======== RECORD SET ========

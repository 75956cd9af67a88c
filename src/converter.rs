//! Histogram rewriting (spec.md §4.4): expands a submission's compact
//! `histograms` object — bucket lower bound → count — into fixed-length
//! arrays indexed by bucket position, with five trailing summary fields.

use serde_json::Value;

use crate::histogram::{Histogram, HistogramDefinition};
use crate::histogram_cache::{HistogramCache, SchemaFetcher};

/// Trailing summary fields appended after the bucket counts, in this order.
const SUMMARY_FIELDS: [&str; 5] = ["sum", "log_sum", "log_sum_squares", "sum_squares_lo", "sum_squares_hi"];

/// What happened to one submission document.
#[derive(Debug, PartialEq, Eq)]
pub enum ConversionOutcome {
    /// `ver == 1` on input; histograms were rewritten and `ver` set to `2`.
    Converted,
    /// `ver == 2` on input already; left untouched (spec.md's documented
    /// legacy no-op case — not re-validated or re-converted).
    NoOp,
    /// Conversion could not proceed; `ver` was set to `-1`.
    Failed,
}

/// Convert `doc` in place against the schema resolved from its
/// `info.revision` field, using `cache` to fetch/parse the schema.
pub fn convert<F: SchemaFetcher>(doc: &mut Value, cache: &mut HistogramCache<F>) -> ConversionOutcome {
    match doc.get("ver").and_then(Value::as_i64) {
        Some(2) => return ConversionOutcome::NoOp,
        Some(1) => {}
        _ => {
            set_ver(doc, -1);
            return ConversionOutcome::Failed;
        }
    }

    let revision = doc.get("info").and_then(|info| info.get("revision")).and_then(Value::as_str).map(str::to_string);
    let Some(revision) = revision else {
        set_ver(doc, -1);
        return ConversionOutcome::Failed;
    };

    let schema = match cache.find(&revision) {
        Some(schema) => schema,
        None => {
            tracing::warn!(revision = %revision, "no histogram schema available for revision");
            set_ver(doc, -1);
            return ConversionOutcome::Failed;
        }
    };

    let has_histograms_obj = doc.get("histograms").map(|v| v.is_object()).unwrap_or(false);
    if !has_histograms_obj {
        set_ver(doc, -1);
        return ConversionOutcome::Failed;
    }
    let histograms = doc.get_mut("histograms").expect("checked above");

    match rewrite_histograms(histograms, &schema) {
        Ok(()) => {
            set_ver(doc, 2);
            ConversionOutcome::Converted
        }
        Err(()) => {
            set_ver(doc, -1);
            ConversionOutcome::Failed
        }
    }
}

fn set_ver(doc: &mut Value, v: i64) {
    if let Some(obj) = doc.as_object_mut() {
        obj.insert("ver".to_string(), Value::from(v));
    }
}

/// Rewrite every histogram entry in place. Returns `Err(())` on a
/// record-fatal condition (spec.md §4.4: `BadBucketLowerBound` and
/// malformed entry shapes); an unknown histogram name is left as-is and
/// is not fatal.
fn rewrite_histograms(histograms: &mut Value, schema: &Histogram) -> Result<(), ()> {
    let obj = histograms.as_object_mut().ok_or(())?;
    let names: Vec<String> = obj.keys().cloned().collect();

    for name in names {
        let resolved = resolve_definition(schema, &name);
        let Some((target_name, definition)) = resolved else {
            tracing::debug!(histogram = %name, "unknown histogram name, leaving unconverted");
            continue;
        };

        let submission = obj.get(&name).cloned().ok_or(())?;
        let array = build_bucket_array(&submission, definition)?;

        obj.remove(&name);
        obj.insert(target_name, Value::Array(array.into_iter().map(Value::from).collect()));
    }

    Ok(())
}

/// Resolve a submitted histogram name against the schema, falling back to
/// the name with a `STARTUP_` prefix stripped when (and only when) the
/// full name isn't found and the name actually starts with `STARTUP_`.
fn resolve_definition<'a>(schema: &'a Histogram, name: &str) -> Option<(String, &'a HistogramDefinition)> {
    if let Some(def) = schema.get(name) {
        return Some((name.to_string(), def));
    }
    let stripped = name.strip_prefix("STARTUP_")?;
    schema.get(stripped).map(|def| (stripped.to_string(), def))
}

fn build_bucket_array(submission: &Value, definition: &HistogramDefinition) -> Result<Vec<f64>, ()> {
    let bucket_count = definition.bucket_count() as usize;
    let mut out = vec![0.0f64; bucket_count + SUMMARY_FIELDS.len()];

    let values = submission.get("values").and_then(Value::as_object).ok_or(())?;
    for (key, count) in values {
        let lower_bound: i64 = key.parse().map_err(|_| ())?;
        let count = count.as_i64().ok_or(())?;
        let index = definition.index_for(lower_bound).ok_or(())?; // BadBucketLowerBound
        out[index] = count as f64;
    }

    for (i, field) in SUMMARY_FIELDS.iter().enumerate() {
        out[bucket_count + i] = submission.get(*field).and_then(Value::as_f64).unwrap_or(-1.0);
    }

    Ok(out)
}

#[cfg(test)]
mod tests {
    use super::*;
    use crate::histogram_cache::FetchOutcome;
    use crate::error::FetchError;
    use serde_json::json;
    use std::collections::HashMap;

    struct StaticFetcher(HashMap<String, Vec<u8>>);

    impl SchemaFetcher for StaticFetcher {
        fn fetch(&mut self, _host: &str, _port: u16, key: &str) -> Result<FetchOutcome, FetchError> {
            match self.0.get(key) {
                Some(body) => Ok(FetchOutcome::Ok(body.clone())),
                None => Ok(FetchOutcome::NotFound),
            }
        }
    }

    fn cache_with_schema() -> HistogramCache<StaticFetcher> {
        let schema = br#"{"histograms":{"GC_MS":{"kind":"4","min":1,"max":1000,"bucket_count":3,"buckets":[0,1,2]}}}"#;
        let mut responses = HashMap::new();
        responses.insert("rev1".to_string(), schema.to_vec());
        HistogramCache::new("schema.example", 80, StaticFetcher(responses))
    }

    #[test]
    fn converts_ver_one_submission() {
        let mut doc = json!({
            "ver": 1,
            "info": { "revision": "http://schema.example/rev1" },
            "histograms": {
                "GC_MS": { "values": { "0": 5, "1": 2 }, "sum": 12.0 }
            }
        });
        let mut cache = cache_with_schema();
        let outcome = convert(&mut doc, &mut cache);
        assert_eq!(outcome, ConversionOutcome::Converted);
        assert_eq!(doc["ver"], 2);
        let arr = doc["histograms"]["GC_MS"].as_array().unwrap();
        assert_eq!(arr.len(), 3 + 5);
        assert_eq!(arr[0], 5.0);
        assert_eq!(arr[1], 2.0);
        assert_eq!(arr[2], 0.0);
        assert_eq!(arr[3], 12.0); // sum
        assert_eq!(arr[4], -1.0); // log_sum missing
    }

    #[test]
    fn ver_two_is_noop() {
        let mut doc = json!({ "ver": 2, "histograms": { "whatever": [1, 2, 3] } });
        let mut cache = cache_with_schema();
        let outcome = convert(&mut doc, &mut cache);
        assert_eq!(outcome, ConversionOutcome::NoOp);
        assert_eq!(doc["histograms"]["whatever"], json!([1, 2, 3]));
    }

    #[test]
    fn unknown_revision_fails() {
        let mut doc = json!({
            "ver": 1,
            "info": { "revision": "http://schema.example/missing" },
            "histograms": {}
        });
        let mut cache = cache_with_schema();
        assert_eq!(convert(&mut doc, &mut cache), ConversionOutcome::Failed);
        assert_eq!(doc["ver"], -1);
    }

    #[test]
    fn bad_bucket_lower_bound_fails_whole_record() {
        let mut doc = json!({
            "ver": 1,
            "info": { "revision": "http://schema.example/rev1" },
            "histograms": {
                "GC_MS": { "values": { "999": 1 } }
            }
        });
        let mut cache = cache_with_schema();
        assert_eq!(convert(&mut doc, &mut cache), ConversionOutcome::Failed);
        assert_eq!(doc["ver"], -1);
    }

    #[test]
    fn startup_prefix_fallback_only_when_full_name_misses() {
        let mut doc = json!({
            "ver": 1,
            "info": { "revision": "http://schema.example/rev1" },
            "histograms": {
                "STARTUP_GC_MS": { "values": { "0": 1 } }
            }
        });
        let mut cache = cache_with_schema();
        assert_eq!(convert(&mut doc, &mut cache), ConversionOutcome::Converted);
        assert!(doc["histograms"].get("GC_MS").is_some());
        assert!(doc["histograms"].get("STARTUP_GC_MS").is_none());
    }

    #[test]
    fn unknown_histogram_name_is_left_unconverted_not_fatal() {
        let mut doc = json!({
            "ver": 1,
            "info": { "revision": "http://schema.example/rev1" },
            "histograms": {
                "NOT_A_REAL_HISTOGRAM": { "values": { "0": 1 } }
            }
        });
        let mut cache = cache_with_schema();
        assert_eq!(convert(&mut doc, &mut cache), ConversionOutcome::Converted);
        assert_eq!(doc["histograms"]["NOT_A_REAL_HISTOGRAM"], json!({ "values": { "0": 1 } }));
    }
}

========

DESCRIPTION OF THE TASK ->
The records above should be printed exactly, please, from the first line through the line containing "fetch/parse the schema.", with both ends kept and nothing past it.

WRITTEN ANSWER ->
repository 75956cd9af67a88c
filename src/converter.rs
//! Histogram rewriting (spec.md §4.4): expands a submission's compact
//! `histograms` object — bucket lower bound → count — into fixed-length
//! arrays indexed by bucket position, with five trailing summary fields.

use serde_json::Value;

use crate::histogram::{Histogram, HistogramDefinition};
use crate::histogram_cache::{HistogramCache, SchemaFetcher};

/// Trailing summary fields appended after the bucket counts, in this order.
const SUMMARY_FIELDS: [&str; 5] = ["sum", "log_sum", "log_sum_squares", "sum_squares_lo", "sum_squares_hi"];

/// What happened to one submission document.
#[derive(Debug, PartialEq, Eq)]
pub enum ConversionOutcome {
    /// `ver == 1` on input; histograms were rewritten and `ver` set to `2`.
    Converted,
    /// `ver == 2` on input already; left untouched (spec.md's documented
    /// legacy no-op case — not re-validated or re-converted).
    NoOp,
    /// Conversion could not proceed; `ver` was set to `-1`.
    Failed,
}

/// Convert `doc` in place against the schema resolved from its
/// `info.revision` field, using `cache` to fetch/parse the schema.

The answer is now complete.